We hypothesize that fetal isolated MVM observed on prenatal ultrasound is a structural marker of altered brain development that is ultimately associated with high risk for neuropsychiatric and neurodevelopmental disorders associated with enlargement of the lateral ventricles. Little is known about postnatal brain development in children with prenatal MVM. Using MRI, including diffusion tensor imaging (DTI), we compared neonatal brain structure in children with prenatal MVM and age and gender matched controls. We hypothesized that children with MVM would continue to have enlargement of the lateral ventricles as neonates, as well as associated alterations of cortical gray and white matter development.

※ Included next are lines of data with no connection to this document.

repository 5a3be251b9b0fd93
//! Port traits the domain depends on.

pub mod config_port;
pub mod data_port;
pub mod report_port;
//! CLI definition and dispatch.
//!
//! Command output goes to stdout; progress and diagnostics go through
//! `tracing` to stderr.

use clap::{Args, Parser, Subcommand};
use std::path::{Path, PathBuf};
use std::process::ExitCode;
use tracing::{info, warn};

use crate::adapters::csv_adapter::CsvAdapter;
use crate::adapters::file_config_adapter::FileConfigAdapter;
use crate::adapters::json_report_adapter::JsonReportAdapter;
use crate::domain::analysis::{Analyzer, BranchAnalysis, BranchOverview};
use crate::domain::branch::{BranchName, branches_for_ticker};
use crate::domain::config_validation::{
    ParamOverrides, build_analysis_settings, build_equity_settings, build_overview_settings,
    data_base_path, validate_config,
};
use crate::domain::equity::{EquityCurve, build_equity_curve};
use crate::domain::error::SlopeFilterError;
use crate::domain::series::date_range;
use crate::ports::config_port::ConfigPort;
use crate::ports::data_port::DataPort;
use crate::ports::report_port::ReportPort;

#[derive(Parser, Debug)]
#[command(
    name = "slopefilter",
    version,
    about = "Oscillator-triggered, slope-confirmed signal backtester"
)]
pub struct Cli {
    /// Debug logging (overrides RUST_LOG)
    #[arg(short, long, global = true)]
    pub verbose: bool,

    #[command(subcommand)]
    pub command: Command,
}

/// Signal parameter overrides shared by `analyze` and `overview`.
#[derive(Args, Debug, Clone, Default)]
pub struct ParamArgs {
    /// Slope regression window in trading days
    #[arg(long)]
    pub window: Option<usize>,
    /// Slope percentage that counts as an uptrend
    #[arg(long, allow_hyphen_values = true)]
    pub pos_threshold: Option<f64>,
    /// Slope percentage for downtrends; validated but not read by any mode
    #[arg(long, allow_hyphen_values = true)]
    pub neg_threshold: Option<f64>,
    /// both, oscillator (rsi) or slope
    #[arg(long)]
    pub mode: Option<String>,
}

impl From<ParamArgs> for ParamOverrides {
    fn from(args: ParamArgs) -> Self {
        ParamOverrides {
            slope_window: args.window,
            pos_threshold: args.pos_threshold,
            neg_threshold: args.neg_threshold,
            mode: args.mode,
        }
    }
}

#[derive(Subcommand, Debug)]
pub enum Command {
    /// Run the signal engine on one branch
    Analyze {
        #[arg(short, long)]
        config: PathBuf,
        #[arg(short, long)]
        branch: String,
        #[command(flatten)]
        params: ParamArgs,
        /// Write a JSON report here
        #[arg(short, long)]
        output: Option<PathBuf>,
    },
    /// Analyse every branch in parallel, best return first
    Overview {
        #[arg(short, long)]
        config: PathBuf,
        #[command(flatten)]
        params: ParamArgs,
        #[arg(short, long)]
        output: Option<PathBuf>,
    },
    /// Build the equity curve described by [equity]
    Equity {
        #[arg(short, long)]
        config: PathBuf,
        #[arg(short, long)]
        output: Option<PathBuf>,
    },
    /// List tickers with price data
    ListTickers {
        #[arg(short, long)]
        config: PathBuf,
    },
    /// List branches, optionally for one ticker
    ListBranches {
        #[arg(short, long)]
        config: PathBuf,
        #[arg(long)]
        ticker: Option<String>,
    },
    /// Show the date range of a return dataset
    Info {
        #[arg(short, long)]
        config: PathBuf,
        #[arg(long)]
        dataset: String,
    },
    /// Validate a configuration file
    Validate {
        #[arg(short, long)]
        config: PathBuf,
    },
}

pub fn run(cli: Cli) -> ExitCode {
    let result = match cli.command {
        Command::Analyze {
            config,
            branch,
            params,
            output,
        } => run_analyze(&config, &branch, params.into(), output.as_deref()),
        Command::Overview {
            config,
            params,
            output,
        } => run_overview(&config, params.into(), output.as_deref()),
        Command::Equity { config, output } => run_equity(&config, output.as_deref()),
        Command::ListTickers { config } => run_list_tickers(&config),
        Command::ListBranches { config, ticker } => run_list_branches(&config, ticker.as_deref()),
        Command::Info { config, dataset } => run_info(&config, &dataset),
        Command::Validate { config } => run_validate(&config),
    };

    match result {
        Ok(()) => ExitCode::SUCCESS,
        Err(e) => {
            eprintln!("error: {e}");
            (&e).into()
        }
    }
}

pub fn load_config(path: &Path) -> Result<FileConfigAdapter, SlopeFilterError> {
    info!(path = %path.display(), "loading config");
    FileConfigAdapter::from_file(path)
}

fn open_data(config: &dyn ConfigPort) -> CsvAdapter {
    let base = data_base_path(config);
    info!(base_path = %base.display(), "using CSV data");
    CsvAdapter::new(base)
}

// ---------------------------------------------------------------------------
// Pipelines: everything after config loading, over any DataPort.
// ---------------------------------------------------------------------------

pub fn analyze_pipeline(
    data: &dyn DataPort,
    config: &dyn ConfigPort,
    branch: &str,
    overrides: &ParamOverrides,
    output: Option<&Path>,
) -> Result<BranchAnalysis, SlopeFilterError> {
    let settings = build_analysis_settings(config, overrides)?;
    let analyzer = Analyzer::new(data, 1, settings.risk_free_rate);
    let analysis = analyzer.analyze(branch, &settings.params)?;

    if let Some(path) = output {
        JsonReportAdapter.write_analysis(&analysis, path)?;
    }
    Ok(analysis)
}

pub fn overview_pipeline(
    data: &dyn DataPort,
    config: &dyn ConfigPort,
    overrides: &ParamOverrides,
    output: Option<&Path>,
) -> Result<Vec<BranchOverview>, SlopeFilterError> {
    let settings = build_analysis_settings(config, overrides)?;
    let overview = build_overview_settings(config)?;

    let branches = data.list_branches()?;
    if branches.is_empty() {
        warn!("no branches found");
    }

    let analyzer = Analyzer::new(data, overview.cache_size, settings.risk_free_rate);
    let rows = analyzer.overview(&branches, &settings.params, overview.workers)?;

    if let Some(path) = output {
        JsonReportAdapter.write_overview(&rows, path)?;
    }
    Ok(rows)
}

pub fn equity_pipeline(
    data: &dyn DataPort,
    config: &dyn ConfigPort,
    output: Option<&Path>,
) -> Result<EquityCurve, SlopeFilterError> {
    let settings = build_equity_settings(config)?;

    let primary = data.fetch_daily_returns(&settings.returns)?;
    let live = settings
        .live_returns
        .as_deref()
        .map(|name| data.fetch_daily_returns(name))
        .transpose()?;
    let benchmark = settings
        .benchmark
        .as_deref()
        .map(|name| data.fetch_benchmark(name))
        .transpose()?;
    info!(
        returns = %settings.returns,
        points = primary.len(),
        live = live.as_ref().map_or(0, Vec::len),
        benchmark = benchmark.as_ref().map_or(0, Vec::len),
        "equity inputs loaded"
    );

    let curve = build_equity_curve(
        &primary,
        &settings.curve,
        live.as_deref(),
        benchmark.as_deref(),
    );

    if let Some(path) = output {
        JsonReportAdapter.write_equity(&curve, path)?;
    }
    Ok(curve)
}

// ---------------------------------------------------------------------------
// Commands
// ---------------------------------------------------------------------------

fn run_analyze(
    config_path: &Path,
    branch: &str,
    overrides: ParamOverrides,
    output: Option<&Path>,
) -> Result<(), SlopeFilterError> {
    let config = load_config(config_path)?;
    let data = open_data(&config);
    let analysis = analyze_pipeline(&data, &config, branch, &overrides, output)?;
    print!("{}", format_analysis(&analysis));
    Ok(())
}

fn run_overview(
    config_path: &Path,
    overrides: ParamOverrides,
    output: Option<&Path>,
) -> Result<(), SlopeFilterError> {
    let config = load_config(config_path)?;
    let data = open_data(&config);
    let rows = overview_pipeline(&data, &config, &overrides, output)?;
    print!("{}", format_overview(&rows));
    Ok(())
}

fn run_equity(config_path: &Path, output: Option<&Path>) -> Result<(), SlopeFilterError> {
    let config = load_config(config_path)?;
    let data = open_data(&config);
    let curve = equity_pipeline(&data, &config, output)?;
    print!("{}", format_equity(&curve));
    Ok(())
}

fn run_list_tickers(config_path: &Path) -> Result<(), SlopeFilterError> {
    let config = load_config(config_path)?;
    let tickers = open_data(&config).list_tickers()?;
    for ticker in &tickers {
        println!("{ticker}");
    }
    info!(count = tickers.len(), "tickers listed");
    Ok(())
}

fn run_list_branches(config_path: &Path, ticker: Option<&str>) -> Result<(), SlopeFilterError> {
    let config = load_config(config_path)?;
    let branches = open_data(&config).list_branches()?;
    let selected: Vec<&String> = match ticker {
        Some(t) => branches_for_ticker(&branches, t),
        None => branches.iter().collect(),
    };
    for branch in &selected {
        println!("{}", format_branch_line(branch));
    }
    info!(count = selected.len(), "branches listed");
    Ok(())
}

fn run_info(config_path: &Path, dataset: &str) -> Result<(), SlopeFilterError> {
    let config = load_config(config_path)?;
    let returns = open_data(&config).fetch_daily_returns(dataset)?;
    match date_range(&returns, |r| r.date) {
        Some((first, last)) => println!("{dataset}: {} days, {first} to {last}", returns.len()),
        None => println!("{dataset}: no data"),
    }
    Ok(())
}

pub fn run_validate(config_path: &Path) -> Result<(), SlopeFilterError> {
    let config = load_config(config_path)?;
    validate_config(&config)?;
    println!("Configuration is valid.");
    Ok(())
}

// ---------------------------------------------------------------------------
// Console formatting
// ---------------------------------------------------------------------------

pub fn format_analysis(analysis: &BranchAnalysis) -> String {
    let mut out = String::new();
    let p = &analysis.params;
    out.push_str(&format!("=== {} ({}) ===\n", analysis.branch, analysis.ticker));
    out.push_str(&format!(
        "mode: {}, window: {}, pos_threshold: {}, neg_threshold: {}\n",
        p.mode, p.slope_window, p.pos_threshold, p.neg_threshold
    ));

    let Some(m) = &analysis.metrics else {
        out.push_str("\nNo completed trades.\n");
        return out;
    };

    out.push_str(&format!("\nTotal Return:     {:.2}%\n", m.total_return));
    out.push_str(&format!("Win Rate:         {:.2}%\n", m.win_rate));
    out.push_str(&format!("Max Drawdown:     {:.2}%\n", m.max_drawdown));
    out.push_str(&format!("Trades:           {}\n", m.num_trades));
    out.push_str(&format!("Time in Market:   {:.2}%\n", m.time_in_market));
    out.push_str(&format!("Avg Days Held:    {:.2}\n", m.avg_days_held));
    out.push_str(&format!("Avg Return:       {:.2}%\n", m.avg_return));
    out.push_str(&format!("Sharpe Ratio:     {:.2}\n", m.sharpe_ratio));
    out.push_str(&format!("Volatility:       {:.2}\n", m.volatility));

    out.push_str("\n=== Trades ===\n");
    for t in &analysis.signals.trades {
        out.push_str(&format!(
            "  {} -> {}  {:>10.2} -> {:>10.2}  {:>7.2}%  {:>4}d  {}\n",
            t.entry_date, t.exit_date, t.entry_price, t.exit_price, t.return_pct, t.days_held, t.entry_type
        ));
    }
    if analysis.signals.open_position_at_end() {
        out.push_str("  (position still open at end of data)\n");
    }

    out.push_str("\n=== Yearly ===\n");
    for y in &analysis.yearly {
        out.push_str(&format!(
            "  {}: {:>7.2}%  max dd {:>7.2}%  {} trades  avg hold {:.1}d\n",
            y.year, y.return_pct, y.max_drawdown, y.trades, y.avg_hold
        ));
    }
    out
}

pub fn format_overview(rows: &[BranchOverview]) -> String {
    let mut out = format!(
        "{:<8} {:<40} {:<24} {:>9} {:>8} {:>7} {:>8} {:>6} {:>7} {:>7}\n",
        "Ticker", "Branch", "Period", "Return%", "CAGR%", "Win%", "MaxDD%", "Trades", "Sharpe", "InMkt%"
    );
    for r in rows {
        out.push_str(&format!(
            "{:<8} {:<40} {:<24} {:>9.2} {:>8.2} {:>7.2} {:>8.2} {:>6} {:>7.2} {:>7.2}\n",
            r.ticker,
            r.branch,
            r.period,
            r.return_pct,
            r.cagr,
            r.win_rate,
            r.max_drawdown,
            r.trades,
            r.sharpe,
            r.time_in_market
        ));
    }
    out.push_str(&format!("{} branches\n", rows.len()));
    out
}

/// `branch<TAB>ticker<TAB>condition`, with `-` columns for names outside
/// the branch convention.
pub fn format_branch_line(branch: &str) -> String {
    match BranchName::parse(branch) {
        Ok(name) => format!("{branch}\t{}\t{}", name.ticker, name.condition()),
        Err(_) => format!("{branch}\t-\t-"),
    }
}

pub fn format_equity(curve: &EquityCurve) -> String {
    let (Some(first), Some(last)) = (curve.points.first(), curve.points.last()) else {
        return "No equity data in range.\n".to_string();
    };

    let mut out = String::new();
    out.push_str(&format!("Period:        {} to {}\n", first.date, last.date));
    out.push_str(&format!("Final Equity:  {:.2}\n", last.equity));
    out.push_str(&format!("Max Drawdown:  {:.2}%\n", curve.max_drawdown_pct()));
    if let Some(live) = curve.points.iter().find(|p| p.is_live) {
        out.push_str(&format!("Live Since:    {}\n", live.date));
    }
    if let Some(bench) = last.benchmark_equity {
        out.push_str(&format!("Benchmark:     {:.2}\n", bench));
    }

    out.push_str("\n=== Yearly ===\n");
    for y in &curve.yearly {
        out.push_str(&format!(
            "  {}: {:>8.2}%  max dd {:>6.2}%  {:>12.2} -> {:>12.2}\n",
            y.year, y.profit_pct, y.max_drawdown_pct, y.start_equity, y.end_equity
        ));
    }
    out
}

This study was approved by the Institutional Review Board of the University of North Carolina (UNC) School of Medicine and Duke University Medical Center (DUMC). Subjects with isolated MVM (atrial width 1.0 cm or greater) or normal lateral ventricle size (less than 1.0 cm) identified on routine clinical prenatal screening ultrasound were recruited in the second trimester of pregnancy from the prenatal diagnostic clinics of UNC Hospitals and DUMC. Recruitment exclusion criteria for controls included abnormalities on ultrasound, major medical illness or pregnancy complication, or psychotic disorder in mother. Singleton and twin subjects with MVM and matched controls who had T1, T2/PD scans that were free of major motion were included in this analysis (n=37/group). 20 of these subject/control pairs also had motion free DTI scans. Controls were matched pairwise on the basis of gender, status as a singleton or twin, maternal age, gestational age at birth, age at MRI, and maternal ethnicity. Exclusion criteria for this analysis included premature birth (gestational age < 33 weeks), major perinatal complications (asphyxia, seizure, sepsis, pneumonia, stay in neonatal ICU > 24 hours) or abnormality on MRI other than small subdural hematoma. 15 subjects (7 MVM, 8 controls) had incidental intracranial bleeds on MRI, which are present in about 25% of neonates after vaginal delivery (30).

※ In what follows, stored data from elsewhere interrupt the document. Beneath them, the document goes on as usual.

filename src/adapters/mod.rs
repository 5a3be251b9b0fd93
//! Concrete adapter implementations for ports.

pub mod csv_adapter;
pub mod file_config_adapter;
pub mod json_report_adapter;
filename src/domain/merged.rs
//! Date-aligned join of a price series with an oscillator trade log.

use crate::domain::series::{OscillatorPoint, PricePoint};
use crate::domain::slope::calculate_slope;
use chrono::NaiveDate;
use std::collections::HashMap;

#[derive(Debug, Clone, PartialEq)]
pub struct MergedRow {
    pub date: NaiveDate,
    /// `None` when the price series has no bar for this date.
    pub close: Option<f64>,
    pub active: bool,
    /// `None` during the slope warmup and for any window with a missing close.
    pub slope: Option<f64>,
}

/// Left-join `prices` onto the `oscillator` log by date and attach the slope
/// of the joined closes over `slope_window`.
///
/// Every trade-log date is kept; a date without a price bar carries no close
/// and blanks the slope of each window it falls in. The result is in strictly
/// increasing date order regardless of input order.
pub fn merge_series(
    prices: &[PricePoint],
    oscillator: &[OscillatorPoint],
    slope_window: usize,
) -> Vec<MergedRow> {
    let by_date: HashMap<NaiveDate, f64> = prices.iter().map(|p| (p.date, p.close)).collect();

    let mut rows: Vec<MergedRow> = oscillator
        .iter()
        .map(|osc| MergedRow {
            date: osc.date,
            close: by_date.get(&osc.date).copied(),
            active: osc.active,
            slope: None,
        })
        .collect();
    rows.sort_by_key(|r| r.date);
    rows.dedup_by_key(|r| r.date);

    let closes: Vec<f64> = rows.iter().map(|r| r.close.unwrap_or(f64::NAN)).collect();
    for (row, slope) in rows.iter_mut().zip(calculate_slope(&closes, slope_window)) {
        row.slope = slope;
    }
    rows
}
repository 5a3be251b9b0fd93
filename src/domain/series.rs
//! Input series records: daily prices, oscillator flags, returns and benchmarks.

use chrono::NaiveDate;

/// One trading day of OHLCV data for a ticker.
#[derive(Debug, Clone, PartialEq)]
pub struct PricePoint {
    pub date: NaiveDate,
    pub open: f64,
    pub high: f64,
    pub low: f64,
    pub close: f64,
    pub volume: i64,
}

/// Externally computed oscillator state for one date.
///
/// `value` is the raw oscillator reading when the trade log carries one; the
/// signal engine only looks at `active`.
#[derive(Debug, Clone, PartialEq)]
pub struct OscillatorPoint {
    pub date: NaiveDate,
    pub active: bool,
    pub value: Option<f64>,
}

/// Pre-aggregated strategy return for one day, as a fraction (0.01 = 1%).
#[derive(Debug, Clone, Copy, PartialEq)]
pub struct DailyReturn {
    pub date: NaiveDate,
    pub value: f64,
}

/// Daily close of a benchmark index.
#[derive(Debug, Clone, Copy, PartialEq)]
pub struct BenchmarkPoint {
    pub date: NaiveDate,
    pub close: f64,
}

/// First and last date of a date-ordered series, `None` when empty.
pub fn date_range<T>(series: &[T], date_of: impl Fn(&T) -> NaiveDate) -> Option<(NaiveDate, NaiveDate)> {
    let first = series.first().map(&date_of)?;
    let last = series.last().map(&date_of)?;
    Some((first, last))
}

Ultrasound scans obtained at approximately 22 and 32 weeks gestational age were performed by trained study ultrasonographers. At UNC prenatal ultrasounds were done on an ATL 5000 (Philips, Andover MA) and Voluson Expert (General Electric, Waukesha, WI), on a GE Voluson Expert at DUMC. Ventricle width was determined at the atrium of the lateral ventricle at the tail of the choroid, measuring from inner wall to inner wall (31). The width was measured twice and averaged for each visit; both the ventricle nearest and farthest from the transducer were measured when possible. Prior studies have shown good inter-rater reliability for atrial width measures (32). In our study, the intraclass correlation (Shourt-Fleiss) of the first and second measures of width of the far atrium was 0.9820 at 22 week ultrasound and 0.9905 at 32 weeks ultrasound.

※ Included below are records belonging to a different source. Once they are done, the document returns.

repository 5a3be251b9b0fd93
//! Report generation port trait.

use crate::domain::analysis::{BranchAnalysis, BranchOverview};
use crate::domain::equity::EquityCurve;
use crate::domain::error::SlopeFilterError;
use std::path::Path;

/// Port for writing analysis reports.
pub trait ReportPort {
    fn write_analysis(&self, analysis: &BranchAnalysis, output_path: &Path) -> Result<(), SlopeFilterError>;

    fn write_overview(&self, rows: &[BranchOverview], output_path: &Path) -> Result<(), SlopeFilterError>;

    fn write_equity(&self, curve: &EquityCurve, output_path: &Path) -> Result<(), SlopeFilterError>;
}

Images were acquired on a Siemens head-only 3 T scanner (Allegra, Siemens Medical System, Erlangen, Germany). Neonates were scanned unsedated while asleep and were fed prior to scanning, swaddled, fitted with ear protection and had their heads secured in a vacuum-fixation device. A physician or nurse was present during each scan; a pulse oximeter was used to monitor heart rate and oxygen saturation. T1-weighted structural pulse sequences were a 3D T1-weighted FLASH (TR/TE/Flip Angle 15/7msec/25°) in the initial phase of the study (n=11), then a 3D magnetization prepared rapid gradient echo (MP-RAGE TR/TI/TE/Flip Angle 1820/400/4.38ms/7°, n=57). Proton density and T2 weighted images were obtained with a turbo spin echo sequence (TSE TR/TE1/TE2/Flip Angle 6200/20/119ms/150°). Spatial resolution was 1 × 1 × 1mm voxel for T1 weighted images, 1.25 × 1.25 × 1.5mm voxel with 0.5 mm interslice gap for proton density/T2 weighted images. We have previously confirmed that the scan sequences did not cause significant temperature increases with a phantom (33).
A single shot echo planar SE DTI imaging sequence was used with the following parameters: repetition time (TR) = 5200 ms; echo time (TE) = 73 ms; TH = 2 mm; inplane resolution = 2×2 mm2, and 45 slices. Seven images are acquired for each slice, one without diffusion gradient (b=0) while the remaining six with b=1000s/mm2 and diffusion gradients along , separately. In order to improve signal-to-noise ratio (SNR) for the DTI images, five separate sets of images with 2 averages in each set were acquired. This approach shortens data acquisition time (1.18 minutes/set) and minimizes motion artifacts.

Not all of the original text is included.